Posted by Ritch on February 15, 2003, at 10:42:09
In reply to Re: Ritch:Juggling Meds and Frustrating life » Ritch, posted by Tabitha on February 15, 2003, at 0:25:06
> Thanks Ritch, I did find that inspiring. My thoughts... Once you find a med regime that keeps you halfway stable, acceptance is the next big challenge. Not just accepting the diagnosis, but accepting the reality of living with the condition, the imperfection of the available medical treatment, and the gap between what life is, and what you think it could have been without this burden.
>
> I'm 9 years post-diagnosis, and just beginning to realize meds won't erase the condition. It feels a lot better to accept that than to fight it.
>
My hurdle now is: "imperfection of the available medical treatment". I've went through the acceptance of the diagnosis thing pretty quick, but it took quite some time to work through those "gap issues" you speak of. I finally found the "gap issues" mostly a mirage after awhile. I began to realize that I had known quite a few people over many years that clearly weren't mentally ill that were considered "ne'er do-wells" (but were happy), and other quite successful people (business/family) who weren't mentally ill, but .. they were just very UNhappy people!
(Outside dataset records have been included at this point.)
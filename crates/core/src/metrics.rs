//! 메트릭 상수 및 설명 등록
//!
//! 모든 Prometheus 메트릭의 이름과 설명을 중앙에서 정의합니다.
//! 각 스테이지는 이 상수를 사용하여 `metrics::counter!()`, `metrics::gauge!()`,
//! `metrics::histogram!()` 매크로를 호출합니다.
//!
//! 레코더가 설치되지 않았으면 매크로 호출은 아무 일도 하지 않습니다.
//!
//! # 네이밍 컨벤션
//!
//! - 접두어: `evpipe_`
//! - 영역: `stage_`, `lpm_`, `codec_`, `sink_`
//! - 접미어: `_total` (counter), `_seconds` (histogram), 없음 (gauge)

// ─── 레이블 키 상수 ────────────────────────────────────────────────

/// 스테이지 태그 레이블 키
pub const LABEL_STAGE: &str = "stage";

/// 코덱 이름 레이블 키 (json, csv, raw, string)
pub const LABEL_CODEC: &str = "codec";

/// 결과 레이블 키 (success, failure)
pub const LABEL_RESULT: &str = "result";

// ─── 스테이지 공통 ─────────────────────────────────────────────────

/// 스테이지가 처리한 이벤트 수 (counter, label: stage)
pub const STAGE_EVENTS_TOTAL: &str = "evpipe_stage_events_total";

// ─── LPM ─────────────────────────────────────────────────────────

/// LPM: 재적재 시도 수 (counter, labels: stage, result)
pub const LPM_RELOADS_TOTAL: &str = "evpipe_lpm_reloads_total";

/// LPM: 현재 트리에 적재된 프리픽스 수 (gauge, label: stage)
pub const LPM_PREFIXES_LOADED: &str = "evpipe_lpm_prefixes_loaded";

/// LPM: 재적재 소요 시간 (histogram, 초)
pub const LPM_RELOAD_DURATION_SECONDS: &str = "evpipe_lpm_reload_duration_seconds";

// ─── 코덱 / 경계 어댑터 ──────────────────────────────────────────────

/// 디코딩/인코딩 실패 수 (counter, labels: stage, codec)
pub const CODEC_ERRORS_TOTAL: &str = "evpipe_codec_errors_total";

/// 싱크가 기록/전송한 레코드 수 (counter, label: stage)
pub const SINK_RECORDS_TOTAL: &str = "evpipe_sink_records_total";

/// 재적재 소요 시간 히스토그램 버킷 (초)
pub const RELOAD_DURATION_BUCKETS: &[f64] = &[0.001, 0.005, 0.01, 0.05, 0.1, 0.5, 1.0, 5.0, 10.0];

/// 모든 메트릭의 설명을 등록합니다.
///
/// 레코더 설치 직후 한 번 호출합니다.
pub fn describe_all() {
    use metrics::{describe_counter, describe_gauge, describe_histogram};

    describe_counter!(STAGE_EVENTS_TOTAL, "Events processed per pipeline stage");

    describe_counter!(
        LPM_RELOADS_TOTAL,
        "Prefix table reload attempts by result (success, failure)"
    );
    describe_gauge!(
        LPM_PREFIXES_LOADED,
        "Prefixes in the currently published lookup tree"
    );
    describe_histogram!(
        LPM_RELOAD_DURATION_SECONDS,
        "Time spent reading and building a prefix table in seconds"
    );

    describe_counter!(
        CODEC_ERRORS_TOTAL,
        "Records dropped because they failed to decode or encode"
    );
    describe_counter!(SINK_RECORDS_TOTAL, "Records written or sent by sinks");
}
The med juggling hassle is starting to wind down some because I've tried nearly everything already. (Not that the stuff doesn't work-it's always tolerability issues, always) I am starting to lose my skepticism about the helpfulness of therapy-and that's a good sign. But my pdoc and I are avid experimenters, so that will still go on with the meds. I just need to be able to "multi-task" and accept imperfect results with the various tasks and not abanadon them because of that.